We have had an interesting interview with Captain Hinckley, who though well nigh a nonagenarian, is still actively engaged in the insurance business in Boston, [p. 6] and who followed the seas for several years after the loss of the Living Age. His voyages were to St. John, N. B.; London; Antwerp; Gibraltar; Malaga; and to Batavia, Java, the latter with a cargo of ice for Frederick Tudor. It is somewhat remarkable that these were also made in four Medford-built vessels, the Cygnet, Horsburgh, Vancouver, and /osiah Quincy. The N. B. Palmer, in which he returned after the wreck of the Living Age was not here built.

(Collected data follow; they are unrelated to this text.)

//! Which transmitters each sky pixel sees, at each altitude.
//!
//! For a satellite above pixel `p` at altitude `h`, the ground it covers is
//! the spherical cap centred on `p` with angular radius equal to the central
//! angle for `h`. Transmitters binned into any pixel of that cap are visible.

use crate::geometry::FovGeometry;
use crate::healpix::{Tessellation, Vec3};
use crate::transmitter::TransmitterTable;
use rayon::prelude::*;
use std::collections::HashMap;
use tracing::debug;

/// Pixels whose centres lie within `angular_radius` of `direction`.
pub fn disc_membership(tess: &Tessellation, direction: Vec3, angular_radius: f64) -> Vec<usize> {
    tess.query_disc(direction, angular_radius)
}

/// Transmitters (as table row indices, in table order) whose pixel belongs to
/// `disc`.
pub fn visible_transmitters(table: &TransmitterTable, disc: &[usize]) -> Vec<usize> {
    TransmitterIndex::new(table).visible(disc)
}

/// Transmitter rows grouped by pixel.
#[derive(Clone, Debug)]
pub struct TransmitterIndex {
    by_pixel: HashMap<usize, Vec<usize>>,
}

impl TransmitterIndex {
    pub fn new(table: &TransmitterTable) -> Self {
        let mut by_pixel: HashMap<usize, Vec<usize>> = HashMap::new();
        for (row, &pixel) in table.pixels().iter().enumerate() {
            by_pixel.entry(pixel).or_default().push(row);
        }

        Self { by_pixel }
    }

    /// Rows in `disc`, sorted back into table order.
    pub fn visible(&self, disc: &[usize]) -> Vec<usize> {
        let mut rows: Vec<usize> = disc
            .iter()
            .filter_map(|pixel| self.by_pixel.get(pixel))
            .flatten()
            .copied()
            .collect();
        rows.sort_unstable();
        rows
    }

    /// Number of distinct pixels holding at least one transmitter.
    pub fn occupied_pixels(&self) -> usize {
        self.by_pixel.len()
    }
}

/// Visible transmitter rows for every (altitude, pixel) pair.
#[derive(Clone, Debug, PartialEq)]
pub struct Visibility {
    npix: usize,
    cells: Vec<Vec<usize>>, // [altitude][pixel]
}

impl Visibility {
    /// Runs one disc query per (altitude, pixel) and intersects it with the
    /// transmitter pixels.
    pub fn resolve(tess: &Tessellation, geometries: &[FovGeometry], table: &TransmitterTable) -> Self {
        let npix = tess.pixel_count();
        let index = TransmitterIndex::new(table);
        debug!(occupied = index.occupied_pixels(), "transmitter pixels");

        let mut cells = Vec::with_capacity(geometries.len() * npix);
        for (k, geometry) in geometries.iter().enumerate() {
            let radius = geometry.fov_radius();
            let mut slab: Vec<Vec<usize>> = tess
                .pixel_ids()
                .into_par_iter()
                .map(|pixel| index.visible(&disc_membership(tess, tess.vector(pixel), radius)))
                .collect();

            let seen = slab.iter().filter(|rows| !rows.is_empty()).count();
            debug!(
                altitude_km = geometry.altitude_km,
                index = k,
                radius_deg = radius.to_degrees(),
                pixels_with_transmitters = seen,
                "resolved field of view"
            );
            cells.append(&mut slab);
        }

        Self { npix, cells }
    }

    /// Visible transmitter rows above `pixel` at altitude index `altitude`.
    pub fn visible(&self, altitude: usize, pixel: usize) -> &[usize] {
        &self.cells[altitude * self.npix + pixel]
    }
}

#[cfg(test)]
mod tests {
    use super::*;
    use crate::frequency::FrequencyAxis;
    use crate::geometry::{fov_geometries, Altitudes, EARTH_RADIUS_KM};
    use crate::transmitter::Transmitter;

    fn table(tess: &Tessellation, positions: &[(f64, f64)]) -> TransmitterTable {
        let axis = FrequencyAxis::new(88.0, 108.0, 0.5).unwrap();
        let records = positions
            .iter()
            .map(|&(lat, lon)| Transmitter::new(lat, lon, 98.0, 100.0).unwrap())
            .collect();
        TransmitterTable::prepare(records, tess, &axis).unwrap()
    }

    #[test]
    fn disc_contains_its_centre() {
        let tess = Tessellation::new(4).unwrap();
        for pixel in tess.pixel_ids() {
            assert!(disc_membership(&tess, tess.vector(pixel), 0.3).contains(&pixel));
        }
    }

    #[test]
    fn visible_rows_keep_table_order() {
        let tess = Tessellation::new(4).unwrap();
        let centre = tess.lonlat_to_pixel(20.0, 10.0);
        let disc = disc_membership(&tess, tess.vector(centre), 0.4);
        let neighbour = *disc.iter().find(|&&p| p != centre).unwrap();
        let far = tess.lonlat_to_pixel(200.0, -10.0);

        let at = |p: usize| (90.0 - tess.colatitudes()[p], tess.longitudes()[p]);
        let table = table(&tess, &[at(neighbour), at(far), at(centre), at(neighbour), at(centre)]);

        assert_eq!(visible_transmitters(&table, &disc), vec![0, 2, 3, 4]);
    }

    #[test]
    fn nothing_visible_from_the_far_side() {
        let tess = Tessellation::new(4).unwrap();
        let table = table(&tess, &[(0.0, 0.0)]);
        let far = tess.lonlat_to_pixel(180.0, 0.0);
        let disc = disc_membership(&tess, tess.vector(far), 0.39);
        assert!(visible_transmitters(&table, &disc).is_empty());
    }

    #[test]
    fn visibility_widens_with_altitude() {
        let tess = Tessellation::new(4).unwrap();
        let table = table(&tess, &[(0.0, 0.0), (40.0, 30.0), (-60.0, 250.0)]);
        let alts = Altitudes::from_values(vec![500.0, 36_000.0]).unwrap();
        let geometries = fov_geometries(&alts, EARTH_RADIUS_KM);
        let vis = Visibility::resolve(&tess, &geometries, &table);

        let count = |k: usize| -> usize {
            tess.pixel_ids().map(|p| vis.visible(k, p).len()).sum()
        };
        assert!(count(1) > count(0));

        for pixel in tess.pixel_ids() {
            let low = vis.visible(0, pixel);
            let high = vis.visible(1, pixel);
            assert!(low.iter().all(|row| high.contains(row)));
        }

        let home = table.pixel(0);
        assert!(vis.visible(0, home).contains(&0));
    }
}
//! Run parameters, read from YAML and validated once.
//!
//! ```yaml
//! resolution: 4
//! altitudes:
//!   min_km: 400
//!   max_km: 36000
//!   count: 3
//! frequencies:
//!   start_mhz: 55
//!   stop_mhz: 110
//!   step_mhz: 0.244
//! beam: cos square
//! channel_bandwidth_hz: 244000
//! earth_radius_km: 6378.1
//! cache_dir: /var/cache/skyfm
//! ```
//!
//! Every key is optional and falls back to the value shown, except
//! `cache_dir` which defaults to no caching. `altitudes.values` may list
//! altitudes explicitly instead of log-spacing them.

use crate::beam::BeamPattern;
use crate::error::{Error, Result};
use crate::frequency::FrequencyAxis;
use crate::friis::DEFAULT_CHANNEL_BANDWIDTH_HZ;
use crate::geometry::{Altitudes, EARTH_RADIUS_KM};
use crate::healpix::Tessellation;
use serde::{Deserialize, Serialize};
use std::fs;
use std::path::{Path, PathBuf};

#[derive(Clone, Debug, PartialEq, Serialize, Deserialize)]
#[serde(default, deny_unknown_fields)]
pub struct Settings {
    /// Tessellation `nside`.
    pub resolution: i64,
    pub altitudes: AltitudeSettings,
    pub frequencies: FrequencySettings,

    /// `"cos square"` or `"sin square"`.
    pub beam: String,

    /// Bandwidth of the Kelvin conversion. Should match the frequency step.
    pub channel_bandwidth_hz: f64,
    pub earth_radius_km: f64,

    /// Where elevation tensors are cached. No caching when absent.
    pub cache_dir: Option<PathBuf>,
}

impl Default for Settings {
    fn default() -> Self {
        Self {
            resolution: 4,
            altitudes: AltitudeSettings::default(),
            frequencies: FrequencySettings::default(),
            beam: BeamPattern::default().name().to_string(),
            channel_bandwidth_hz: DEFAULT_CHANNEL_BANDWIDTH_HZ,
            earth_radius_km: EARTH_RADIUS_KM,
            cache_dir: None,
        }
    }
}

#[derive(Clone, Debug, PartialEq, Serialize, Deserialize)]
#[serde(default, deny_unknown_fields)]
pub struct AltitudeSettings {
    pub min_km: f64,
    pub max_km: f64,
    pub count: usize,

    /// Explicit altitudes, overriding the three fields above.
    #[serde(skip_serializing_if = "Option::is_none")]
    pub values: Option<Vec<f64>>,
}

impl Default for AltitudeSettings {
    fn default() -> Self {
        Self {
            min_km: 400.0,
            max_km: 36_000.0,
            count: 3,
            values: None,
        }
    }
}

#[derive(Clone, Debug, PartialEq, Serialize, Deserialize)]
#[serde(default, deny_unknown_fields)]
pub struct FrequencySettings {
    pub start_mhz: f64,
    pub stop_mhz: f64,
    pub step_mhz: f64,
}

impl Default for FrequencySettings {
    fn default() -> Self {
        Self {
            start_mhz: 55.0,
            stop_mhz: 110.0,
            step_mhz: 0.244,
        }
    }
}

impl Settings {
    pub fn load_from(path: &Path) -> Result<Self> {
        let content = fs::read_to_string(path)
            .map_err(|err| Error::Config(format!("{}: {}", path.display(), err)))?;

        Self::parse(&content)
    }

    pub fn parse(yaml: &str) -> Result<Self> {
        serde_yaml::from_str(yaml).map_err(|err| Error::Config(err.to_string()))
    }

    pub fn to_yaml(&self) -> Result<String> {
        serde_yaml::to_string(self).map_err(|err| Error::Config(err.to_string()))
    }

    /// Checks every parameter and builds the values the pipeline runs on.
    ///
    /// Errors early: the first bad parameter found is the one reported.
    pub fn validate(&self) -> Result<Validated> {
        let tessellation = Tessellation::new(self.resolution)?;

        let altitudes = match &self.altitudes.values {
            Some(values) => Altitudes::from_values(values.clone())?,
            None => Altitudes::log_spaced(
                self.altitudes.min_km,
                self.altitudes.max_km,
                self.altitudes.count,
            )?,
        };

        let frequencies = FrequencyAxis::new(
            self.frequencies.start_mhz,
            self.frequencies.stop_mhz,
            self.frequencies.step_mhz,
        )?;

        let beam = self.beam.parse::<BeamPattern>()?;

        if !(self.channel_bandwidth_hz > 0.0) || !self.channel_bandwidth_hz.is_finite() {
            return Err(Error::InvalidInput(format!(
                "channel bandwidth must be positive, got {} Hz",
                self.channel_bandwidth_hz
            )));
        }

        if !(self.earth_radius_km > 0.0) || !self.earth_radius_km.is_finite() {
            return Err(Error::InvalidInput(format!(
                "earth radius must be positive, got {} km",
                self.earth_radius_km
            )));
        }

        Ok(Validated {
            tessellation,
            altitudes,
            frequencies,
            beam,
            channel_bandwidth_hz: self.channel_bandwidth_hz,
            earth_radius_km: self.earth_radius_km,
            cache_dir: self.cache_dir.clone(),
        })
    }
}

/// Parameters that passed validation, in the form the pipeline consumes.
#[derive(Clone, Debug)]
pub struct Validated {
    pub tessellation: Tessellation,
    pub altitudes: Altitudes,
    pub frequencies: FrequencyAxis,
    pub beam: BeamPattern,
    pub channel_bandwidth_hz: f64,
    pub earth_radius_km: f64,
    pub cache_dir: Option<PathBuf>,
}

impl Validated {
    /// Whether the Kelvin bandwidth and the frequency step disagree.
    pub fn bandwidth_mismatch(&self) -> bool {
        let step_hz = self.frequencies.step() * 1e6;
        (self.channel_bandwidth_hz - step_hz).abs() > 1e-6 * step_hz
    }
}

#[cfg(test)]
mod tests {
    use super::*;
    use approx::assert_relative_eq;
    use tempfile::tempdir;

    #[test]
    fn empty_document_gives_defaults() {
        let settings = Settings::parse("{}").unwrap();
        assert_eq!(settings, Settings::default());

        let v = settings.validate().unwrap();
        assert_eq!(v.tessellation.pixel_count(), 192);
        let alts = v.altitudes.as_slice();
        assert_eq!(alts.len(), 3);
        assert_eq!((alts[0], alts[2]), (400.0, 36_000.0));
        assert_relative_eq!(alts[1], (400.0f64 * 36_000.0).sqrt(), max_relative = 1e-12);
        assert_eq!(v.frequencies.len(), 226);
        assert_eq!(v.beam, BeamPattern::CosSquare);
        assert!(!v.bandwidth_mismatch());
        assert!(v.cache_dir.is_none());
    }

    #[test]
    fn partial_document() {
        let yaml = "
resolution: 8
altitudes:
  values: [500, 1200]
frequencies:
  step_mhz: 0.1
beam: sin square
cache_dir: /tmp/elevations
";
        let v = Settings::parse(yaml).unwrap().validate().unwrap();
        assert_eq!(v.tessellation.nside(), 8);
        assert_eq!(v.altitudes.as_slice(), &[500.0, 1200.0]);
        assert_eq!(v.frequencies.values()[0], 55.0);
        assert_eq!(v.frequencies.len(), 550);
        assert_eq!(v.beam, BeamPattern::SinSquare);
        assert!(v.bandwidth_mismatch());
        assert_eq!(v.cache_dir, Some(PathBuf::from("/tmp/elevations")));
    }

    #[test]
    fn bad_parameters_fail_validation() {
        let cases: &[(&str, fn(&Error) -> bool)] = &[
            ("resolution: 3", |e| matches!(e, Error::InvalidResolution(3))),
            ("altitudes: {min_km: 900, max_km: 400}", |e| matches!(e, Error::InvalidAltitudeRange(_))),
            ("altitudes: {count: 0}", |e| matches!(e, Error::InvalidAltitudeRange(_))),
            ("frequencies: {start_mhz: 110, stop_mhz: 55}", |e| matches!(e, Error::InvalidFrequencyRange(_))),
            ("frequencies: {step_mhz: -0.1}", |e| matches!(e, Error::InvalidFrequencyRange(_))),
            ("beam: cosine", |e| matches!(e, Error::UnknownBeamPattern(_))),
            ("channel_bandwidth_hz: 0", |e| matches!(e, Error::InvalidInput(_))),
        ];

        for (yaml, expected) in cases {
            let err = Settings::parse(yaml).unwrap().validate().unwrap_err();
            assert!(expected(&err), "{}: {:?}", yaml, err);
        }
    }

    #[test]
    fn unparsable_documents_are_config_errors() {
        assert!(matches!(Settings::parse("resolution: [4"), Err(Error::Config(_))));
        assert!(matches!(Settings::parse("colour: blue"), Err(Error::Config(_))));
        assert!(matches!(Settings::parse("altitudes: {count: -2}"), Err(Error::Config(_))));
    }

    #[test]
    fn yaml_file_round_trip() {
        let dir = tempdir().unwrap();
        let path = dir.path().join("skyfm.yaml");
        let mut settings = Settings::default();
        settings.resolution = 16;
        settings.altitudes.values = Some(vec![550.0]);

        fs::write(&path, settings.to_yaml().unwrap()).unwrap();
        assert_eq!(Settings::load_from(&path).unwrap(), settings);
        assert!(matches!(Settings::load_from(&dir.path().join("missing.yaml")), Err(Error::Config(_))));
    }
}
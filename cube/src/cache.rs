//! On-disk cache of elevation tensors.
//!
//! A tensor depends on the tessellation's pixel count, the altitude set and
//! the Earth radius, and nothing else. Those three make up the cache key. The
//! file name carries a digest of the key for lookup; the file header carries
//! the key in full and is compared on load, so a digest collision or a stale
//! file can only ever cause a recomputation.
//!
//! File layout, all little-endian:
//!
//! ```text
//! magic      8 bytes   "SKYFMELV"
//! version    u32
//! npix       u64
//! radius     f64       earth radius (km)
//! n_alt      u64
//! altitudes  f64 × n_alt
//! data       f64 × n_alt × npix × npix
//! ```
//!
//! Files are written to a temporary sibling and renamed into place once
//! complete. Concurrent writers for the same key each produce a whole file and
//! the last rename wins; readers never see a partial write.

use crate::error::{Error, Result};
use crate::geometry::{Altitudes, ElevationTensor};
use crate::healpix::Tessellation;
use byteorder::{LittleEndian, ReadBytesExt, WriteBytesExt};
use std::fs::{self, File};
use std::io::{self, BufReader, BufWriter, Read, Write};
use std::path::{Path, PathBuf};
use tempfile::NamedTempFile;
use tracing::{debug, info, warn};

const MAGIC: &[u8; 8] = b"SKYFMELV";
const VERSION: u32 = 1;

const FNV_OFFSET: u64 = 0xcbf2_9ce4_8422_2325;
const FNV_PRIME: u64 = 0x0000_0100_0000_01b3;

/// Identity of an elevation tensor.
#[derive(Clone, Debug, PartialEq)]
pub struct CacheKey {
    pub npix: usize,
    pub altitudes: Vec<f64>,
    pub earth_radius_km: f64,
}

impl CacheKey {
    pub fn new(npix: usize, altitudes: &[f64], earth_radius_km: f64) -> Self {
        Self {
            npix,
            altitudes: altitudes.to_vec(),
            earth_radius_km,
        }
    }

    fn of(tensor: &ElevationTensor) -> Self {
        Self::new(tensor.pixel_count(), tensor.altitudes(), tensor.earth_radius_km())
    }

    /// Short digest of the key: 64-bit FNV-1a over the little-endian bytes of
    /// pixel count, earth radius, altitude count and altitudes.
    ///
    /// The digest names files on disk, so it must not change between builds.
    pub fn digest(&self) -> u64 {
        let mut bytes = Vec::with_capacity(8 * (3 + self.altitudes.len()));
        bytes.extend_from_slice(&(self.npix as u64).to_le_bytes());
        bytes.extend_from_slice(&self.earth_radius_km.to_bits().to_le_bytes());
        bytes.extend_from_slice(&(self.altitudes.len() as u64).to_le_bytes());
        for altitude in &self.altitudes {
            bytes.extend_from_slice(&altitude.to_bits().to_le_bytes());
        }

        bytes.iter().fold(FNV_OFFSET, |hash, &b| {
            (hash ^ u64::from(b)).wrapping_mul(FNV_PRIME)
        })
    }

    pub fn file_name(&self) -> String {
        format!(
            "elevation-{}px-{}alt-{:016x}.bin",
            self.npix,
            self.altitudes.len(),
            self.digest()
        )
    }

    fn same_as(&self, other: &CacheKey) -> bool {
        self.npix == other.npix
            && self.earth_radius_km.to_bits() == other.earth_radius_km.to_bits()
            && self.altitudes.len() == other.altitudes.len()
            && self
                .altitudes
                .iter()
                .zip(&other.altitudes)
                .all(|(a, b)| a.to_bits() == b.to_bits())
    }
}

/// A directory of cached elevation tensors.
#[derive(Clone, Debug)]
pub struct ElevationCache {
    dir: PathBuf,
}

impl ElevationCache {
    pub fn new(dir: impl Into<PathBuf>) -> Self {
        Self { dir: dir.into() }
    }

    pub fn path_for(&self, key: &CacheKey) -> PathBuf {
        self.dir.join(key.file_name())
    }

    /// Loads the tensor for `key`.
    ///
    /// Returns `Ok(None)` when nothing is cached, and `CacheCorruption` when a
    /// file exists but is unreadable or describes another tensor.
    pub fn load(&self, key: &CacheKey) -> Result<Option<ElevationTensor>> {
        let path = self.path_for(key);
        let file = match File::open(&path) {
            Ok(file) => file,
            Err(err) if err.kind() == io::ErrorKind::NotFound => return Ok(None),
            Err(err) => return Err(Error::cache(&path, err.to_string())),
        };

        read_tensor(BufReader::new(file), key, &path).map(Some)
    }

    /// Writes a tensor atomically, returning where it went.
    pub fn store(&self, tensor: &ElevationTensor) -> Result<PathBuf> {
        fs::create_dir_all(&self.dir)?;
        let path = self.path_for(&CacheKey::of(tensor));
        write_atomically(&path, |w| write_tensor(w, tensor))?;
        info!(path = %path.display(), "stored elevation cache");
        Ok(path)
    }

    /// Loads the tensor if cached, else computes and stores it.
    ///
    /// A damaged cache file is replaced. Failure to write the cache is logged
    /// and otherwise ignored: the computed tensor is still returned.
    pub fn load_or_compute(
        &self,
        tess: &Tessellation,
        altitudes: &Altitudes,
        earth_radius_km: f64,
    ) -> Result<ElevationTensor> {
        let key = CacheKey::new(tess.pixel_count(), altitudes.as_slice(), earth_radius_km);

        match self.load(&key) {
            Ok(Some(tensor)) => {
                info!(path = %self.path_for(&key).display(), "elevation cache hit");
                return Ok(tensor);
            }
            Ok(None) => debug!(path = %self.path_for(&key).display(), "elevation cache miss"),
            Err(err) if err.is_recoverable() => warn!(%err, "recomputing elevation angles"),
            Err(err) => return Err(err),
        }

        let tensor = ElevationTensor::compute(tess, altitudes, earth_radius_km);
        if let Err(err) = self.store(&tensor) {
            warn!(%err, "could not write elevation cache");
        }

        Ok(tensor)
    }
}

/// Writes `path` through a temporary file in the same directory, renaming it
/// into place only once `write` has succeeded and the data is synced.
pub(crate) fn write_atomically<F>(path: &Path, write: F) -> Result<()>
where
    F: FnOnce(&mut dyn Write) -> io::Result<()>,
{
    let dir = match path.parent() {
        Some(dir) if !dir.as_os_str().is_empty() => dir,
        _ => Path::new("."),
    };

    let mut tmp = NamedTempFile::new_in(dir)?;
    {
        let mut out = BufWriter::new(tmp.as_file_mut());
        write(&mut out)?;
        out.flush()?;
    }
    tmp.as_file().sync_all()?;
    tmp.persist(path).map_err(|err| err.error)?;
    Ok(())
}

fn write_tensor(w: &mut dyn Write, tensor: &ElevationTensor) -> io::Result<()> {
    w.write_all(MAGIC)?;
    w.write_u32::<LittleEndian>(VERSION)?;
    w.write_u64::<LittleEndian>(tensor.pixel_count() as u64)?;
    w.write_f64::<LittleEndian>(tensor.earth_radius_km())?;
    w.write_u64::<LittleEndian>(tensor.altitudes().len() as u64)?;
    for &altitude in tensor.altitudes() {
        w.write_f64::<LittleEndian>(altitude)?;
    }
    for &value in tensor.as_slice() {
        w.write_f64::<LittleEndian>(value)?;
    }
    Ok(())
}

fn read_tensor<R: Read>(mut r: R, key: &CacheKey, path: &Path) -> Result<ElevationTensor> {
    let corrupt = |reason: String| Error::cache(path, reason);
    let io_err = |err: io::Error| Error::cache(path, err.to_string());

    let mut magic = [0u8; 8];
    r.read_exact(&mut magic).map_err(io_err)?;
    if &magic != MAGIC {
        return Err(corrupt("not an elevation cache file".into()));
    }

    let version = r.read_u32::<LittleEndian>().map_err(io_err)?;
    if version != VERSION {
        return Err(corrupt(format!("unsupported version {}", version)));
    }

    let npix = r.read_u64::<LittleEndian>().map_err(io_err)? as usize;
    let earth_radius_km = r.read_f64::<LittleEndian>().map_err(io_err)?;
    let n_alt = r.read_u64::<LittleEndian>().map_err(io_err)? as usize;
    if n_alt != key.altitudes.len() || npix != key.npix {
        return Err(corrupt(format!(
            "shape {} altitudes × {} pixels, expected {} × {}",
            n_alt,
            npix,
            key.altitudes.len(),
            key.npix
        )));
    }

    let mut altitudes = vec![0.0; n_alt];
    r.read_f64_into::<LittleEndian>(&mut altitudes).map_err(io_err)?;
    let found = CacheKey::new(npix, &altitudes, earth_radius_km);
    if !found.same_as(key) {
        return Err(corrupt("altitudes or earth radius differ from the requested ones".into()));
    }

    let mut data = vec![0.0; n_alt * npix * npix];
    r.read_f64_into::<LittleEndian>(&mut data).map_err(io_err)?;

    let mut rest = [0u8; 1];
    if r.read(&mut rest).map_err(io_err)? != 0 {
        return Err(corrupt("trailing bytes after tensor data".into()));
    }

    ElevationTensor::from_parts(npix, altitudes, earth_radius_km, data)
        .ok_or_else(|| corrupt("tensor length does not match its header".into()))
}

#[cfg(test)]
mod tests {
    use super::*;
    use crate::geometry::EARTH_RADIUS_KM;
    use tempfile::tempdir;

    fn setup() -> (Tessellation, Altitudes) {
        (
            Tessellation::new(2).unwrap(),
            Altitudes::log_spaced(400.0, 36_000.0, 3).unwrap(),
        )
    }

    #[test]
    fn key_depends_on_every_part() {
        let base = CacheKey::new(192, &[500.0, 800.0], EARTH_RADIUS_KM);
        let others = [
            CacheKey::new(768, &[500.0, 800.0], EARTH_RADIUS_KM),
            CacheKey::new(192, &[500.0, 800.1], EARTH_RADIUS_KM),
            CacheKey::new(192, &[500.0], EARTH_RADIUS_KM),
            CacheKey::new(192, &[500.0, 800.0], 6371.0),
        ];
        for other in &others {
            assert_ne!(base.file_name(), other.file_name());
            assert!(!base.same_as(other));
        }
        assert_eq!(base.file_name(), CacheKey::new(192, &[500.0, 800.0], EARTH_RADIUS_KM).file_name());
    }

    #[test]
    fn file_names_are_stable() {
        let key = CacheKey::new(192, &[500.0], EARTH_RADIUS_KM);
        assert_eq!(key.digest(), 0x4939_03ce_d418_6897);
        assert_eq!(key.file_name(), "elevation-192px-1alt-493903ced4186897.bin");
    }

    #[test]
    fn stored_tensor_is_found_again() {
        let dir = tempdir().unwrap();
        let cache = ElevationCache::new(dir.path().join("nested"));
        let (tess, alts) = setup();
        let key = CacheKey::new(tess.pixel_count(), alts.as_slice(), EARTH_RADIUS_KM);

        assert!(cache.load(&key).unwrap().is_none());

        let tensor = ElevationTensor::compute(&tess, &alts, EARTH_RADIUS_KM);
        let path = cache.store(&tensor).unwrap();
        assert_eq!(path, cache.path_for(&key));

        assert_eq!(cache.load(&key).unwrap(), Some(tensor));

        // no temporary files are left behind
        let files = fs::read_dir(dir.path().join("nested")).unwrap().count();
        assert_eq!(files, 1);
    }

    #[test]
    fn damaged_files_are_reported_as_corruption() {
        let dir = tempdir().unwrap();
        let cache = ElevationCache::new(dir.path());
        let (tess, alts) = setup();
        let key = CacheKey::new(tess.pixel_count(), alts.as_slice(), EARTH_RADIUS_KM);
        let tensor = ElevationTensor::compute(&tess, &alts, EARTH_RADIUS_KM);
        let path = cache.store(&tensor).unwrap();
        let good = fs::read(&path).unwrap();

        // truncated
        fs::write(&path, &good[..good.len() - 8]).unwrap();
        assert!(matches!(cache.load(&key), Err(Error::CacheCorruption { .. })));

        // garbage
        fs::write(&path, b"definitely not a tensor").unwrap();
        assert!(matches!(cache.load(&key), Err(Error::CacheCorruption { .. })));

        // trailing bytes
        let mut long = good.clone();
        long.extend_from_slice(&[0, 0, 0]);
        fs::write(&path, &long).unwrap();
        assert!(matches!(cache.load(&key), Err(Error::CacheCorruption { .. })));

        // a file for another key sitting under this key's name
        let other = ElevationTensor::compute(&tess, &Altitudes::from_values(vec![1.0, 2.0, 3.0]).unwrap(), EARTH_RADIUS_KM);
        let other_path = cache.store(&other).unwrap();
        fs::rename(&other_path, &path).unwrap();
        assert!(matches!(cache.load(&key), Err(Error::CacheCorruption { .. })));
    }

    #[test]
    fn load_or_compute_recovers_from_corruption() {
        let dir = tempdir().unwrap();
        let cache = ElevationCache::new(dir.path());
        let (tess, alts) = setup();
        let key = CacheKey::new(tess.pixel_count(), alts.as_slice(), EARTH_RADIUS_KM);
        let expected = ElevationTensor::compute(&tess, &alts, EARTH_RADIUS_KM);

        fs::write(cache.path_for(&key), b"SKYFMELV junk").unwrap();
        let tensor = cache.load_or_compute(&tess, &alts, EARTH_RADIUS_KM).unwrap();
        assert_eq!(tensor, expected);

        // and the bad file was replaced by a good one
        assert_eq!(cache.load(&key).unwrap(), Some(expected));
    }
}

Captain Hinckley modestly disclaims the title, and says “it was hard to say no to the offer of the ship owners of a captain's position, pay and ‘privilege,’ ” having served thus temporarily in those his youthful days. But the title has clung and effort to shake it off has been unavailing.

He tells us that the owners of the Living Age lost two other ships in that same fateful Pratas Shoal, and that remains of one there wrecked before the Living Age and another just after were there during their stay of thirty-five days ere their rescue therefrom.

We deem ourselves fortunate in thus, after the lapse of sixty-three years, gaining this information from, and interview with, one who can truly say “all of which I saw and part of which I was” ; also of being able to thus preserve the same, as we have many other incidents, by the Register.